Interviewing Marathon Runner and UD Freshman, Kate Reim

Coming to UD as a first-semester freshman, Kate Reim was one of the first people I connected with. Not only is she a fellow New Jerseyan with a gorgeous personality perfectly suited for both her education major and plight to be the most amazing person ever, but she also has a kick-ass workout routine that stunned (and intimidated) me from the get-go. While I’m laughing at Brooklyn Nine-Nine on a low-intensity exercise bike, Kate is running miles upon miles at paces I couldn’t even sustain from Caesar Rodney Dining Hall to Perkins Student Center (for non-students, this is really far… I workout…). Over spring break, Kate ran her first marathon - over 26 miles! - on Long Island and absolutely killed it in 4 hours, 30 minutes, and 20 seconds. If you’re asking yourself questions like “How is this possible?” “How did she work her way to achieving such goals?” or “How is she not in the hospital right now dying from some sort of total body failure??” Don’t worry, I have the answers. This week, I had the absolute pleasure of sitting down with Kate and talking about her superhuman abilities. She was gracious enough to answer my pressing questions.

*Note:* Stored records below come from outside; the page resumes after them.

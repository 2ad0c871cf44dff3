use anyhow::Result;

/// Calculate cosine similarity directly between two vectors
pub fn cosine_similarity(vec1: &[f32], vec2: &[f32]) -> Result<f32> {
    if vec1.len() != vec2.len() {
        return Err(anyhow::anyhow!(
            "Vector dimensions don't match: {} vs {}",
            vec1.len(),
            vec2.len()
        ));
    }

    let mag1: f32 = vec1.iter().map(|x| x * x).sum::<f32>().sqrt();
    let mag2: f32 = vec2.iter().map(|x| x * x).sum::<f32>().sqrt();

    if mag1 < 0.001 || mag2 < 0.001 {
        return Err(anyhow::anyhow!("Zero magnitude vector detected"));
    }

    let dot_product: f32 = vec1.iter().zip(vec2.iter()).map(|(a, b)| a * b).sum();
    Ok(dot_product / (mag1 * mag2))
}

/// Coarse locality bucket for an embedding: the sign bits of the first 16
/// dimensions. Used to key the dedup check-then-write lock — near-identical
/// embeddings land in the same bucket with high probability, so the
/// serialized window stays narrow.
pub fn embedding_bucket(embedding: &[f32]) -> u16 {
    let mut bucket = 0u16;
    for (i, &value) in embedding.iter().take(16).enumerate() {
        if value >= 0.0 {
            bucket |= 1 << i;
        }
    }
    bucket
}
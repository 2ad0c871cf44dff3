use std::sync::Arc;

use anyhow::Result;
use async_trait::async_trait;
use tracing::warn;

use crate::article::{SentimentAssessment, SentimentDistribution, SentimentLabel};
use crate::normalize::MIN_CONTENT_CHARS;

pub mod finbert;
pub mod lexicon;

pub use finbert::{FinBertConfig, FinBertModel};
pub use lexicon::LexiconModel;

// Module-level constants
pub const TARGET_SENTIMENT: &str = "sentiment";

/// Leading window handed to the model. Titles and opening paragraphs carry
/// the most signal, so truncation keeps the front of the text.
pub const SENTIMENT_MAX_CHARS: usize = 2000;

/// Raw three-way probability distribution from the underlying model.
#[derive(Debug, Clone, Copy, Default, PartialEq)]
pub struct SentimentScores {
    pub positive: f32,
    pub negative: f32,
    pub neutral: f32,
}

/// The model behind the classifier: anything that maps text to a
/// {positive, negative, neutral} distribution.
#[async_trait]
pub trait SentimentModel: Send + Sync {
    fn name(&self) -> &'static str;
    async fn predict(&self, text: &str) -> Result<SentimentScores>;
}

/// Maps article text to a bullish/bearish/neutral call.
///
/// Skips (returns `None`) below the minimum-length floor rather than
/// fabricating a label. A model failure yields a neutral, low-confidence
/// default so storage is never blocked by an optional enrichment.
pub struct SentimentClassifier {
    model: Arc<dyn SentimentModel>,
}

impl SentimentClassifier {
    pub fn new(model: Arc<dyn SentimentModel>) -> Self {
        Self { model }
    }

    pub async fn classify(&self, text: &str) -> Option<SentimentAssessment> {
        if text.chars().count() < MIN_CONTENT_CHARS {
            return None;
        }

        let window = leading_window(text, SENTIMENT_MAX_CHARS);
        match self.model.predict(window).await {
            Ok(scores) => Some(assessment_from(scores)),
            Err(e) => {
                warn!(
                    target: TARGET_SENTIMENT,
                    model = self.model.name(),
                    error = %e,
                    "sentiment model failed, substituting neutral default"
                );
                Some(neutral_fallback())
            }
        }
    }
}

/// Neutral, low-confidence default substituted when the model fails or
/// times out, so storage is never blocked by an optional enrichment.
pub fn neutral_fallback() -> SentimentAssessment {
    SentimentAssessment {
        label: SentimentLabel::Neutral,
        score: 0.5,
        distribution: SentimentDistribution {
            bullish: 0.25,
            bearish: 0.25,
            neutral: 0.5,
        },
        low_confidence: true,
    }
}

/// Argmax over the distribution: positive maps to bullish, negative to
/// bearish. The chosen label's probability becomes the score.
fn assessment_from(scores: SentimentScores) -> SentimentAssessment {
    let (label, score) = if scores.positive >= scores.negative && scores.positive >= scores.neutral
    {
        (SentimentLabel::Bullish, scores.positive)
    } else if scores.negative >= scores.neutral {
        (SentimentLabel::Bearish, scores.negative)
    } else {
        (SentimentLabel::Neutral, scores.neutral)
    };

    SentimentAssessment {
        label,
        score: score.clamp(0.0, 1.0),
        distribution: SentimentDistribution {
            bullish: scores.positive,
            bearish: scores.negative,
            neutral: scores.neutral,
        },
        low_confidence: false,
    }
}

/// First `max_chars` characters of the text, on a char boundary.
fn leading_window(text: &str, max_chars: usize) -> &str {
    match text.char_indices().nth(max_chars) {
        Some((byte_idx, _)) => &text[..byte_idx],
        None => text,
    }
}

#[cfg(test)]
mod tests {
    use super::*;

    struct Fixed(SentimentScores);

    #[async_trait]
    impl SentimentModel for Fixed {
        fn name(&self) -> &'static str {
            "fixed"
        }
        async fn predict(&self, _text: &str) -> Result<SentimentScores> {
            Ok(self.0)
        }
    }

    struct Failing;

    #[async_trait]
    impl SentimentModel for Failing {
        fn name(&self) -> &'static str {
            "failing"
        }
        async fn predict(&self, _text: &str) -> Result<SentimentScores> {
            Err(anyhow::anyhow!("inference backend gone"))
        }
    }

    fn long_text() -> String {
        "The lender reported a sharp rise in quarterly profit and raised its guidance."
            .to_string()
    }

    #[tokio::test]
    async fn argmax_maps_positive_to_bullish() {
        let classifier = SentimentClassifier::new(Arc::new(Fixed(SentimentScores {
            positive: 0.8,
            negative: 0.1,
            neutral: 0.1,
        })));
        let assessment = classifier.classify(&long_text()).await.unwrap();
        assert_eq!(assessment.label, SentimentLabel::Bullish);
        assert!((assessment.score - 0.8).abs() < 1e-6);
        assert!(!assessment.low_confidence);
    }

    #[tokio::test]
    async fn argmax_maps_negative_to_bearish() {
        let classifier = SentimentClassifier::new(Arc::new(Fixed(SentimentScores {
            positive: 0.05,
            negative: 0.9,
            neutral: 0.05,
        })));
        let assessment = classifier.classify(&long_text()).await.unwrap();
        assert_eq!(assessment.label, SentimentLabel::Bearish);
    }

    #[tokio::test]
    async fn short_text_is_skipped_not_labeled() {
        let classifier = SentimentClassifier::new(Arc::new(Fixed(SentimentScores {
            positive: 0.9,
            negative: 0.05,
            neutral: 0.05,
        })));
        assert!(classifier.classify("too short").await.is_none());
    }

    #[tokio::test]
    async fn model_failure_degrades_to_neutral_low_confidence() {
        let classifier = SentimentClassifier::new(Arc::new(Failing));
        let assessment = classifier.classify(&long_text()).await.unwrap();
        assert_eq!(assessment.label, SentimentLabel::Neutral);
        assert!((assessment.score - 0.5).abs() < 1e-6);
        assert!(assessment.low_confidence);
    }

    #[tokio::test]
    async fn score_is_always_within_bounds() {
        let classifier = SentimentClassifier::new(Arc::new(Fixed(SentimentScores {
            positive: 1.4,
            negative: 0.0,
            neutral: 0.0,
        })));
        let assessment = classifier.classify(&long_text()).await.unwrap();
        assert!(assessment.score >= 0.0 && assessment.score <= 1.0);
    }

    #[test]
    fn leading_window_respects_char_boundaries() {
        let text = "régulateur ".repeat(300);
        let window = leading_window(&text, SENTIMENT_MAX_CHARS);
        assert_eq!(window.chars().count(), SENTIMENT_MAX_CHARS);
    }

    #[test]
    fn leading_window_returns_short_text_whole() {
        assert_eq!(leading_window("short", 2000), "short");
    }
}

Her Campus: What inspired you to start to train for a marathon?

Kate: It started out in the summer going into college. I wanted to get fit because I wanted to feel more confident. So it started with running because that was my favorite form of exercise, and then after doing it every single day, I decided to run a little bit farther and a little bit farther, and then after I’d completed a half marathon, I decided I would train for a full. 

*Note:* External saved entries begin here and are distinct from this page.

//! Error types for the analysis bridge.
//!
//! Engine failures are surfaced to the client as status codes; server start
//! failures are logged and never propagate past `LocalAnalysisServer::run`.

use thiserror::Error;

/// Failure reported by the external analysis engine.
#[derive(Debug, Error)]
pub enum EngineError {
    /// The engine observed the cancellation signal and abandoned the run.
    #[error("analysis was cancelled")]
    Cancelled,

    #[error("engine failure: {0}")]
    Failed(String),
}

/// Failures in the server start path.
#[derive(Debug, Error)]
pub enum ServerError {
    #[error("failed to allocate a session port: {0}")]
    PortAllocation(#[from] std::io::Error),

    #[error("failed to bind 127.0.0.1:{port}: {source}")]
    Bind { port: u16, source: std::io::Error },

    #[error("no listener after {attempts} start attempts")]
    StartExhausted { attempts: u32 },
}
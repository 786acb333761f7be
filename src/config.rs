//! Per-start-attempt server session configuration.

use std::io;
use std::net::{Ipv4Addr, TcpListener};
use std::time::Duration;

use crate::token::SecretToken;

/// Default ceiling on bind-and-listen attempts before giving up.
pub const DEFAULT_MAX_START_ATTEMPTS: u32 = 10;
/// Default wall-clock budget for a single request, engine call included.
pub const DEFAULT_REQUEST_TIMEOUT: Duration = Duration::from_secs(30);
/// Default cap on a request body (1 MiB).
pub const DEFAULT_MAX_BODY_BYTES: u64 = 1024 * 1024;
/// Declared ceiling on concurrently handled requests.
pub const DEFAULT_MAX_CONCURRENT_REQUESTS: u32 = 20;

/// Static limits applied to every session.
#[derive(Debug, Clone, Copy)]
pub struct SessionLimits {
    pub max_start_attempts: u32,
    pub request_timeout: Duration,
    pub max_body_bytes: u64,
    /// Declared on the configuration but not enforced by the accept loop;
    /// see DESIGN.md.
    pub max_concurrent_requests: u32,
}

impl Default for SessionLimits {
    fn default() -> Self {
        Self {
            max_start_attempts: DEFAULT_MAX_START_ATTEMPTS,
            request_timeout: DEFAULT_REQUEST_TIMEOUT,
            max_body_bytes: DEFAULT_MAX_BODY_BYTES,
            max_concurrent_requests: DEFAULT_MAX_CONCURRENT_REQUESTS,
        }
    }
}

/// Immutable bundle produced once per start attempt: the probed loopback
/// port, the session secret, and the static limits.
///
/// A failed bind discards the whole instance; the retry allocates a new one
/// so a stale port/secret pair never stays discoverable.
#[derive(Debug, Clone)]
pub struct SessionConfig {
    pub port: u16,
    pub secret: SecretToken,
    pub limits: SessionLimits,
}

impl SessionConfig {
    /// Probe an ephemeral loopback port and pair it with a fresh secret.
    ///
    /// The probe socket is bound to `127.0.0.1:0`, the assigned port read
    /// back, and the socket released before the real listener rebinds it.
    /// Another process can win the port in that window; a lost race shows
    /// up as a bind failure and consumes one start attempt.
    pub fn allocate(limits: SessionLimits) -> io::Result<Self> {
        let probe = TcpListener::bind((Ipv4Addr::LOCALHOST, 0))?;
        let port = probe.local_addr()?.port();
        drop(probe);
        Ok(Self {
            port,
            secret: SecretToken::generate(),
            limits,
        })
    }
}

#[cfg(test)]
mod tests {
    use super::*;

    #[test]
    fn allocate_assigns_ephemeral_port() {
        let config = SessionConfig::allocate(SessionLimits::default()).expect("allocate");
        assert_ne!(config.port, 0);
    }

    #[test]
    fn allocate_generates_fresh_secret_each_time() {
        let limits = SessionLimits::default();
        let a = SessionConfig::allocate(limits).expect("allocate");
        let b = SessionConfig::allocate(limits).expect("allocate");
        assert_ne!(a.secret.expose(), b.secret.expose());
    }

    #[test]
    fn default_limits() {
        let limits = SessionLimits::default();
        assert_eq!(limits.max_start_attempts, 10);
        assert_eq!(limits.request_timeout, Duration::from_secs(30));
        assert_eq!(limits.max_body_bytes, 1024 * 1024);
        assert_eq!(limits.max_concurrent_requests, 20);
    }
}
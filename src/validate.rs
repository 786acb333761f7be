//! Inbound request validation.
//!
//! A pure decision function over the connection's peer address, the request
//! line, the headers, and the current session configuration. Checks run in
//! a fixed order and short-circuit on the first failure so that nothing
//! about token validity is revealed to a non-loopback peer.

use std::net::{IpAddr, Ipv4Addr, Ipv6Addr, SocketAddr};

use hyper::http::{HeaderMap, Method, StatusCode};

use crate::config::SessionConfig;

/// Header carrying the session secret.
pub const AUTH_HEADER: &str = "x-auth-token";

pub const ANALYZE_PATH: &str = "/analyze";
pub const CANCEL_PATH: &str = "/cancel";

/// The route an accepted request resolved to.
#[derive(Debug, Clone, Copy, PartialEq, Eq)]
pub enum RequestKind {
    Analyze,
    Cancel,
}

/// Why a request was rejected.
#[derive(Debug, Clone, Copy, PartialEq, Eq)]
pub enum RejectReason {
    NotLoopback,
    InvalidToken,
    UnknownRoute,
    BodyTooLarge,
}

impl RejectReason {
    /// Client-visible status for this rejection.
    pub fn status(self) -> StatusCode {
        match self {
            RejectReason::NotLoopback => StatusCode::FORBIDDEN,
            RejectReason::InvalidToken => StatusCode::UNAUTHORIZED,
            RejectReason::UnknownRoute => StatusCode::BAD_REQUEST,
            RejectReason::BodyTooLarge => StatusCode::PAYLOAD_TOO_LARGE,
        }
    }

    pub fn as_str(self) -> &'static str {
        match self {
            RejectReason::NotLoopback => "not_loopback",
            RejectReason::InvalidToken => "invalid_token",
            RejectReason::UnknownRoute => "unknown_route",
            RejectReason::BodyTooLarge => "body_too_large",
        }
    }
}

/// Outcome of validating one inbound request.
#[derive(Debug, Clone, Copy, PartialEq, Eq)]
pub enum ValidationOutcome {
    Accepted(RequestKind),
    Rejected(RejectReason),
}

/// Validate an inbound request against the current session configuration.
///
/// Check order: loopback peer, then token, then route, then declared body
/// size. The size check uses the declared `Content-Length` so oversized
/// payloads are rejected before being read off the wire.
pub fn validate(
    peer: SocketAddr,
    method: &Method,
    path: &str,
    headers: &HeaderMap,
    content_length: Option<u64>,
    config: &SessionConfig,
) -> ValidationOutcome {
    if !is_loopback_peer(peer.ip()) {
        return ValidationOutcome::Rejected(RejectReason::NotLoopback);
    }

    let token = headers
        .get(AUTH_HEADER)
        .and_then(|value| value.to_str().ok())
        .unwrap_or("");
    if !config.secret.matches(token) {
        return ValidationOutcome::Rejected(RejectReason::InvalidToken);
    }

    let kind = match (method, path) {
        (&Method::POST, ANALYZE_PATH) => RequestKind::Analyze,
        (&Method::POST, CANCEL_PATH) => RequestKind::Cancel,
        _ => return ValidationOutcome::Rejected(RejectReason::UnknownRoute),
    };

    if content_length.unwrap_or(0) > config.limits.max_body_bytes {
        return ValidationOutcome::Rejected(RejectReason::BodyTooLarge);
    }

    ValidationOutcome::Accepted(kind)
}

/// The peer must be exactly the IPv4 or IPv6 loopback address, not merely
/// inside 127.0.0.0/8.
fn is_loopback_peer(ip: IpAddr) -> bool {
    match ip {
        IpAddr::V4(v4) => v4 == Ipv4Addr::LOCALHOST,
        IpAddr::V6(v6) => v6 == Ipv6Addr::LOCALHOST,
    }
}

#[cfg(test)]
mod tests {
    use super::*;
    use crate::config::SessionLimits;
    use crate::token::SecretToken;
    use hyper::http::HeaderValue;

    fn test_config() -> SessionConfig {
        SessionConfig {
            port: 45000,
            secret: SecretToken::generate(),
            limits: SessionLimits::default(),
        }
    }

    fn peer(addr: &str) -> SocketAddr {
        addr.parse().expect("socket addr")
    }

    fn auth_headers(config: &SessionConfig) -> HeaderMap {
        let mut headers = HeaderMap::new();
        headers.insert(
            AUTH_HEADER,
            HeaderValue::from_str(config.secret.expose()).expect("header value"),
        );
        headers
    }

    #[test]
    fn remote_peer_rejected_even_with_correct_token() {
        let config = test_config();
        let headers = auth_headers(&config);
        let outcome = validate(
            peer("10.0.0.5:39000"),
            &Method::POST,
            ANALYZE_PATH,
            &headers,
            Some(100),
            &config,
        );
        assert_eq!(
            outcome,
            ValidationOutcome::Rejected(RejectReason::NotLoopback)
        );
    }

    #[test]
    fn broader_loopback_block_is_not_loopback() {
        let config = test_config();
        let headers = auth_headers(&config);
        let outcome = validate(
            peer("127.0.0.2:39000"),
            &Method::POST,
            ANALYZE_PATH,
            &headers,
            Some(100),
            &config,
        );
        assert_eq!(
            outcome,
            ValidationOutcome::Rejected(RejectReason::NotLoopback)
        );
    }

    #[test]
    fn ipv6_loopback_accepted() {
        let config = test_config();
        let headers = auth_headers(&config);
        let outcome = validate(
            peer("[::1]:39000"),
            &Method::POST,
            CANCEL_PATH,
            &headers,
            Some(10),
            &config,
        );
        assert_eq!(outcome, ValidationOutcome::Accepted(RequestKind::Cancel));
    }

    #[test]
    fn wrong_token_rejected_regardless_of_route() {
        let config = test_config();
        let mut headers = HeaderMap::new();
        headers.insert(AUTH_HEADER, HeaderValue::from_static("wrong"));
        for path in [ANALYZE_PATH, CANCEL_PATH, "/nope"] {
            let outcome = validate(
                peer("127.0.0.1:39000"),
                &Method::POST,
                path,
                &headers,
                Some(10),
                &config,
            );
            assert_eq!(
                outcome,
                ValidationOutcome::Rejected(RejectReason::InvalidToken)
            );
        }
    }

    #[test]
    fn missing_token_header_rejected() {
        let config = test_config();
        let outcome = validate(
            peer("127.0.0.1:39000"),
            &Method::POST,
            ANALYZE_PATH,
            &HeaderMap::new(),
            Some(10),
            &config,
        );
        assert_eq!(
            outcome,
            ValidationOutcome::Rejected(RejectReason::InvalidToken)
        );
    }

    #[test]
    fn unknown_route_rejected() {
        let config = test_config();
        let headers = auth_headers(&config);
        for (method, path) in [
            (Method::GET, ANALYZE_PATH),
            (Method::PUT, CANCEL_PATH),
            (Method::POST, "/status"),
        ] {
            let outcome = validate(
                peer("127.0.0.1:39000"),
                &method,
                path,
                &headers,
                Some(10),
                &config,
            );
            assert_eq!(
                outcome,
                ValidationOutcome::Rejected(RejectReason::UnknownRoute)
            );
        }
    }

    #[test]
    fn declared_length_over_limit_rejected() {
        let config = test_config();
        let headers = auth_headers(&config);
        let outcome = validate(
            peer("127.0.0.1:39000"),
            &Method::POST,
            ANALYZE_PATH,
            &headers,
            Some(config.limits.max_body_bytes + 1),
            &config,
        );
        assert_eq!(
            outcome,
            ValidationOutcome::Rejected(RejectReason::BodyTooLarge)
        );
    }

    #[test]
    fn declared_length_at_limit_accepted() {
        let config = test_config();
        let headers = auth_headers(&config);
        let outcome = validate(
            peer("127.0.0.1:39000"),
            &Method::POST,
            ANALYZE_PATH,
            &headers,
            Some(config.limits.max_body_bytes),
            &config,
        );
        assert_eq!(outcome, ValidationOutcome::Accepted(RequestKind::Analyze));
    }

    #[test]
    fn status_mapping() {
        assert_eq!(RejectReason::NotLoopback.status(), StatusCode::FORBIDDEN);
        assert_eq!(RejectReason::InvalidToken.status(), StatusCode::UNAUTHORIZED);
        assert_eq!(RejectReason::UnknownRoute.status(), StatusCode::BAD_REQUEST);
        assert_eq!(
            RejectReason::BodyTooLarge.status(),
            StatusCode::PAYLOAD_TOO_LARGE
        );
    }
}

HC: What were your thoughts while you were running the marathon? 

K: So, actually, mile 4 was the hardest for me because I had a little bit of an anxiety attack, just because I was so intimidated by what I was about to do, knowing that I was going to have to run for so long. Prior to the race, I had only ever run 20 miles, so adding a full hour of running farther than I’d ever gone was really scary to me. So, at mile 4, I kind of started freaking out, and I thought I wasn’t going to finish, but then by mile 6, I knew I was fine.

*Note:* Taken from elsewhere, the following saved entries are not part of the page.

//! Loopback-only HTTP bridge to a Roslyn analysis engine.
//!
//! This library accepts analysis and cancellation requests from a
//! co-located orchestrating process, authenticates them with a per-session
//! secret, bounds their execution time, and forwards validated work to an
//! external analysis engine.
//!
//! # Architecture
//!
//! - **[`server::LocalAnalysisServer`]**: binds a freshly allocated
//!   loopback port (retrying with a new port *and* secret on failure),
//!   publishes the `(port, secret)` pair through a watch channel, and fans
//!   each accepted connection out to its own task.
//!
//! - **[`engine::AnalysisEngine`]**: the seam to the external engine. The
//!   server hands it decoded requests and a cancellation token linked to
//!   both the request deadline and server shutdown.
//!
//! - **`validate`**, **`codec`**, **`respond`** modules: pure request
//!   validation (loopback, then token, then route, then size), null-on-
//!   malformed body decoding, and response construction.
//!
//! # HTTP surface
//!
//! - `POST /analyze`, header `X-Auth-Token: <secret>`, body
//!   `{"fileUris": [...], "activeRules": [...], ...}` →
//!   `200 {"roslynIssues": [...]}`
//! - `POST /cancel`, same header, body `{"analysisId": "..."}` →
//!   `200` or `404`
//!
//! Rejections: `403` non-loopback peer, `401` bad token, `400` unknown
//! route or malformed body, `413` oversized body, `408` deadline elapsed,
//! `500` engine or encoding failure.

pub mod codec;
pub mod config;
pub mod engine;
pub mod error;
pub mod respond;
pub mod server;
pub mod token;
pub mod validate;

pub use codec::{AnalyzeRequest, CancelRequest, RoslynIssue};
pub use config::{SessionConfig, SessionLimits};
pub use engine::{AnalysisEngine, NullEngine};
pub use error::{EngineError, ServerError};
pub use server::{LocalAnalysisServer, ServerState, SessionHandle};
pub use token::SecretToken;
pub use validate::{validate, RejectReason, RequestKind, ValidationOutcome};
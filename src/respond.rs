//! HTTP response construction.
//!
//! Every exchange is single-shot: the connection advertises
//! `Connection: close` and the server disables keep-alive, so a response
//! here is the last thing written on the socket.

use bytes::Bytes;
use http_body_util::Full;
use hyper::header::{CONNECTION, CONTENT_LENGTH, CONTENT_TYPE};
use hyper::{Response, StatusCode};

pub type BodyResponse = Response<Full<Bytes>>;

/// Status-only response with no body.
pub fn close(status: StatusCode) -> BodyResponse {
    Response::builder()
        .status(status)
        .header(CONNECTION, "close")
        .body(Full::new(Bytes::new()))
        .expect("valid response")
}

/// Response carrying a JSON body.
pub fn send(status: StatusCode, body: Vec<u8>) -> BodyResponse {
    let body = Bytes::from(body);
    Response::builder()
        .status(status)
        .header(CONNECTION, "close")
        .header(CONTENT_TYPE, "application/json")
        .header(CONTENT_LENGTH, body.len())
        .body(Full::new(body))
        .expect("valid response")
}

HC: Besides running, what other training did you do to prepare for the marathon?

K: When I would do half marathons, I didn’t really do any cross-training, I didn’t really incorporate any strength training other than my core. And so when I was working like 16 miles, 18 miles, and eventually, 20 miles, I made sure that I was resting at least two days after my long runs and making sure that I was doing the bike and the elliptical just to kind of switch things up. 

HC: How do you think that affected your running? 

K: I don’t know if it, like, muscle-wise changed much, but mentally it helped me because running, doing the same thing for so many hours, you kind of get fed up with it. So just having some sort of variety in my routine, I think, gave me the endurance to keep training. 

HC: Did you ever get fed up with it during the marathon? 

K: Oh, during the marathon, the whole time I was like, “this sucks,” like it's not fun. Hour three to four is not enjoyable, but I kind of just tried to zone out and just focus on the end goal.

HC: How did you feel when you finished?

K: It was so good. I was going to cry, but I felt embarrassed because my dad was there, and I just felt embarrassed. But I was so happy. 

HC: Do you think you are going to do another full marathon in the future? 

K: Yeah, I think I want to do one next fall. I don’t know how training in the summer will be because I trained for this marathon in the winter and I didn’t think that was going to be ideal, but actually, it wasn’t that bad. So, I’m thinking maybe training again from May to September and looking for one in September. 

HC: Overall, how do you think training for a marathon has impacted you, either mentally or physically? 

K: It totally changed me, way more than I thought that it would change me. Definitely, like, my sense of … I don’t know what the word is … but, like, consistency. If you stick with something every single day and you really commit to it, like from the first day of my training to me actually running the marathon was only six months. And it’s crazy. As people, we think we’ll never be able to do something, but if you actually work at something every single day, you can actually accomplish so much in not that long of a time.